Uma nova geração de artistas está explorando as possibilidades da projeção de imagem de fontes de filme, o vídeo ou de computadores fora do usual contexto do filme e vídeo experimentais, lidando menos, então, com paradigmas formais estabelecidos sobre o plano, a tela e o público e brincando com as ambiguidades do espaço, movimento e ontologia (GUNNING, 2009, p. 34).

Tal geração já possui uma variedade de trabalhos e artistas que já trabalhamos em alguns artigos. Para esse optamos em trabalhar uma obra em progresso e propor um trabalho que beira uma performance a partir de uma recriação digital do projetor-performer de Frampton pensando ao mesmo tempo um retorno ao texto lido por Michael Snow, comentários de Frampton em “A Holis Frampton odyssey” e teorias que passeiam do cinema de atrações ao expandido que nos ajudem a compreender melhor a poética live nas performances audiovisuais.
Bibliografia

FRAMPTON, Holis. Uma conferência. In: FLORES, Livia; MACIEL, Katia. (orgs.). Instruções para filmes. Rio de Janeiro: e-book, 2013

GUNNING, Tom. O cinema das origens e o espectador (in) crédulo. Revista Imagens, São Paulo: Editora da Unicamp, 1995

______. The long and the short of it: Centuries of projecting shadows, from natural magic to avant-garde. In: DOUGLAS, Stan; EAMON, Christopher (eds.). Art of projection. Ostfiledern: Hanje Cantz, 2009.

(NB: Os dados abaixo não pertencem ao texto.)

use thiserror::Error;

/// 应用程序错误类型
#[derive(Debug, Error)]
pub enum AppError {
    /// 配置错误（没有任何可用模型时对任务致命）
    #[error("配置错误: {0}")]
    Config(#[from] ConfigError),
    /// 单个模型调用错误
    #[error("模型调用错误: {0}")]
    Provider(#[from] ProviderError),
    /// 模型输出无法解析
    #[error("解析错误: {0}")]
    Parse(#[from] ParseError),
    /// 试卷结构分析错误
    #[error("结构分析错误: {0}")]
    Structure(#[from] StructureError),
    /// 图像错误
    #[error("图像错误: {0}")]
    Image(#[from] ImageError),
    /// 文件操作错误
    #[error("文件错误: {0}")]
    File(#[from] FileError),
    /// 其他错误（用于包装第三方库错误）
    #[error("错误: {0}")]
    Other(String),
}

/// 配置错误
#[derive(Debug, Error)]
pub enum ConfigError {
    /// 没有选中或可用的模型
    #[error("没有可用的模型，请检查 API Key 配置或选择的模型 (已选择: {selected:?})")]
    NoProviderAvailable { selected: Vec<String> },
    /// 配置项取值非法
    #[error("配置项 {key} 取值非法: '{value}'")]
    InvalidValue { key: String, value: String },
    /// 配置文件解析失败
    #[error("配置文件解析失败 ({path}): {message}")]
    FileParseFailed { path: String, message: String },
}

/// 模型调用错误
///
/// 所有变体都不会中断整道题的批改，只会变成 0 分的单模型结果
#[derive(Debug, Error)]
pub enum ProviderError {
    /// 未配置凭据，未发出请求
    #[error("未配置 {provider} 的 API Key")]
    NotConfigured { provider: String },
    /// 传输层或服务端异常
    #[error("{provider} 调用失败: {message}")]
    CallFailed { provider: String, message: String },
    /// 返回内容为空或被拒绝
    #[error("{provider} 返回内容为空 (原因: {reason})")]
    NoContent { provider: String, reason: String },
    /// 超时
    #[error("{provider} 调用超时 ({secs} 秒)")]
    Timeout { provider: String, secs: u64 },
}

impl ProviderError {
    pub fn call_failed(provider: impl Into<String>, message: impl std::fmt::Display) -> Self {
        ProviderError::CallFailed {
            provider: provider.into(),
            message: message.to_string(),
        }
    }

    pub fn no_content(provider: impl Into<String>, reason: impl Into<String>) -> Self {
        ProviderError::NoContent {
            provider: provider.into(),
            reason: reason.into(),
        }
    }

    /// 面向阅卷报告的简短说明
    pub fn short_comment(&self) -> &'static str {
        match self {
            ProviderError::NotConfigured { .. } => "API密钥未配置",
            ProviderError::CallFailed { .. } => "模型调用异常",
            ProviderError::NoContent { .. } => "模型未返回内容",
            ProviderError::Timeout { .. } => "模型调用超时",
        }
    }
}

/// 模型输出解析错误
#[derive(Debug, Error)]
pub enum ParseError {
    /// 所有恢复策略都失败
    #[error("无法解析 {provider} 的响应: {preview}")]
    Unparseable { provider: String, preview: String },
}

/// 试卷结构分析错误（始终在本地被兜底，不会上抛给调用方）
#[derive(Debug, Error)]
pub enum StructureError {
    #[error("结构分析调用失败: {0}")]
    Provider(#[from] ProviderError),
    #[error("结构分析响应无法解析为 JSON")]
    Unparseable,
    #[error("结构分析未识别到任何题目")]
    NoQuestions,
}

/// 图像错误
#[derive(Debug, Error)]
pub enum ImageError {
    /// 无法解码为图片
    #[error("无法解码图片 {name}: {message}")]
    Undecodable { name: String, message: String },
    /// 没有提供任何页面
    #[error("没有可合并的图片页面")]
    EmptyPageList,
    /// 编码临时图片失败
    #[error("图片编码失败: {0}")]
    EncodeFailed(String),
}

/// 文件操作错误
#[derive(Debug, Error)]
pub enum FileError {
    #[error("读取文件失败 ({path}): {source}")]
    ReadFailed {
        path: String,
        #[source]
        source: std::io::Error,
    },
    #[error("写入文件失败 ({path}): {source}")]
    WriteFailed {
        path: String,
        #[source]
        source: std::io::Error,
    },
    #[error("不支持的文件格式: {path}")]
    Unsupported { path: String },
}

// ========== 从常见错误类型转换 ==========

impl From<std::io::Error> for AppError {
    fn from(err: std::io::Error) -> Self {
        AppError::File(FileError::ReadFailed {
            path: String::new(),
            source: err,
        })
    }
}

impl From<serde_json::Error> for AppError {
    fn from(err: serde_json::Error) -> Self {
        AppError::Other(format!("JSON 处理失败: {}", err))
    }
}

impl From<toml::de::Error> for AppError {
    fn from(err: toml::de::Error) -> Self {
        AppError::Config(ConfigError::FileParseFailed {
            path: String::new(), // TOML错误通常不包含路径信息
            message: err.to_string(),
        })
    }
}

impl From<image::ImageError> for AppError {
    fn from(err: image::ImageError) -> Self {
        AppError::Image(ImageError::EncodeFailed(err.to_string()))
    }
}

// ========== 便捷构造函数 ==========

impl AppError {
    /// 创建文件读取错误
    pub fn file_read_failed(path: impl Into<String>, source: std::io::Error) -> Self {
        AppError::File(FileError::ReadFailed {
            path: path.into(),
            source,
        })
    }

    /// 创建文件写入错误
    pub fn file_write_failed(path: impl Into<String>, source: std::io::Error) -> Self {
        AppError::File(FileError::WriteFailed {
            path: path.into(),
            source,
        })
    }

    /// 创建"无可用模型"错误
    pub fn no_provider(selected: &[String]) -> Self {
        AppError::Config(ConfigError::NoProviderAvailable {
            selected: selected.to_vec(),
        })
    }
}

// ========== Result 类型别名 ==========

/// 应用程序结果类型
pub type AppResult<T> = Result<T, AppError>;

#[cfg(test)]
mod tests {
    use super::*;

    #[test]
    fn test_no_provider_message_mentions_selection() {
        let err = AppError::no_provider(&["claude".to_string()]);
        let msg = err.to_string();
        assert!(msg.contains("没有可用的模型"));
        assert!(msg.contains("claude"));
    }

    #[test]
    fn test_provider_error_short_comment() {
        let err = ProviderError::Timeout {
            provider: "glm-4v".to_string(),
            secs: 5,
        };
        assert_eq!(err.short_comment(), "模型调用超时");
        assert!(err.to_string().contains("glm-4v"));
    }
}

MAKELA. Mia The practice of live cinema. Disponível em: http://i40474.wix.com/miamakela#!publications/prn1f. ARTECH Catalogue (2008). Acesso em 16/05/2016

MCLUHAN, Marshall. Os meios de comunicação como extensões do homem. São Paulo: Cultrix, 1964.

MOURÃO, Patrícia. Chame isso de um jogo entre eu e mim: Hollis Frampton e Marcel Duchamp. In Anais XVIII SOCINE, Fortaleza, 2014.

TOULLET, Emmanuelle. O cinema, invenção do século. São Paulo: Objetiva, 1988.

YOUNGBLOOD, Gene. Expanded cinema. New York: E.P. Dulkton & Co, 1970.